Several years ago, a number of members of the Police Benevolent Association of the New York State Troopers (PBA) wore a small union pin on their lapels during the criminal trial of a former state trooper who was acquitted. No objection was voiced by either the judge or the prosecuting attorney to the fact that the troopers, who were off duty and dressed in civilian attire, wore the pin while in the courtroom. Subsequent to the trial, however, the district attorney complained of it.
The New York State Police responded by issuing a directive prohibiting its members from wearing union insignia while assisting the defense in any criminal jury trial. The PBA responded with an “improper practices charge” filed with New York’s Public Employment Relations Board (PERB), alleging that the wearing of the union pins was protected activity under New York’s Public Employees’ Fair Employment Act.
A court in New York’s Appellate Division upheld PERB’s order that the wearing of the union pins was a protected activity. The Court concluded that PERB “rationally concluded that the wearing of the union insignia under these circumstances is a protected right included within the right to form, join and participate in any employee organization.”

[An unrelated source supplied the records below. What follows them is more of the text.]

//! Application state shared across handlers.

use std::sync::Arc;

use crate::config::ApiConfig;
use crate::db::CustomerStore;
use crate::services::CustomerService;

/// Application state shared across all handlers.
///
/// Cheaply cloneable via `Arc`. Holds the configuration and the customer
/// service built over the configured store.
#[derive(Clone)]
pub struct AppState {
    inner: Arc<AppStateInner>,
}

struct AppStateInner {
    config: ApiConfig,
    customers: CustomerService,
}

impl AppState {
    /// Create a new application state over a store.
    #[must_use]
    pub fn new(config: ApiConfig, store: Arc<dyn CustomerStore>) -> Self {
        Self {
            inner: Arc::new(AppStateInner {
                config,
                customers: CustomerService::new(store),
            }),
        }
    }

    /// Get a reference to the API configuration.
    #[must_use]
    pub fn config(&self) -> &ApiConfig {
        &self.inner.config
    }

    /// Get a reference to the customer service.
    #[must_use]
    pub fn customers(&self) -> &CustomerService {
        &self.inner.customers
    }
}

The State argued that special circumstances existed warranting a prohibition against the wearing of the union pins because the directive only applied to criminal trials. The Court was unconvinced, holding that “insufficient evidence was provided to support the State’s justification for the directive, mainly, that the working relationship between the State Police and district attorney offices will be adversely affected if PBA members are permitted to wear insignia under these circumstances.”
State of New York v. Police Benevolent Association of the New York State Troopers, 2005 WL 3676671 (N.Y.A.D. 2006).